A protesters burst onto the platform holding a banner that read: “TUI: Stop supporting orca abuse! Ditch marine parks!”
She interrupted the discussion to declare: “Tui is the last UK travel provider that supports marine parks where orcas are imprisoned for their whole miserable lives in tiny tanks and forced to perform demeaning tricks for paying tourists.
“Tui must stop profiting from this animal abuse. It’s time for you to drop marine parks.
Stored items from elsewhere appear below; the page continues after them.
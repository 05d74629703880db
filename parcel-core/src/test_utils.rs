//! Test data helpers shared by the parcel crates

use rand::Rng;

/// Test data generators
pub struct TestDataGenerator;

impl TestDataGenerator {
    pub fn random_bytes(size: usize) -> Vec<u8> {
        let mut rng = rand::thread_rng();
        (0..size).map(|_| rng.gen()).collect()
    }

    /// Deterministic bytes where every offset is distinguishable
    pub fn patterned_bytes(size: usize) -> Vec<u8> {
        (0..size).map(|i| (i % 251) as u8).collect()
    }

    /// Split `data` into consecutive parts of at most `part_size` bytes,
    /// numbered from 1
    pub fn split_parts(data: &[u8], part_size: usize) -> Vec<(u32, Vec<u8>)> {
        assert!(part_size > 0, "part size must be positive");
        data.chunks(part_size)
            .enumerate()
            .map(|(i, chunk)| (i as u32 + 1, chunk.to_vec()))
            .collect()
    }
}

#[cfg(test)]
mod tests {
    use super::*;

    #[test]
    fn test_split_parts_numbering() {
        let data = TestDataGenerator::patterned_bytes(10);
        let parts = TestDataGenerator::split_parts(&data, 4);

        assert_eq!(parts.len(), 3);
        assert_eq!(parts[0].0, 1);
        assert_eq!(parts[2].0, 3);
        assert_eq!(parts[2].1.len(), 2);
    }

    #[test]
    fn test_random_bytes_size() {
        assert_eq!(TestDataGenerator::random_bytes(1024).len(), 1024);
    }
}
You’re the last provider, the last major provider in the UK to keep profiting from animal abuse.”
Outside the venue, further PETA supporters gathered to protest against TUI’s continued promotion of SeaWorld and other marine parks where dolphins and whales are kept in captivity.
PETA Vice-President Mimi Bekhechi said: “In SeaWorld and other cruel marine parks, highly intelligent orcas are trapped for life in tanks that are the equivalent of a human living in a bathtub.
PETA calls on TUI to join the rest of the travel industry and stop supporting miserable prisons for marine mammals.”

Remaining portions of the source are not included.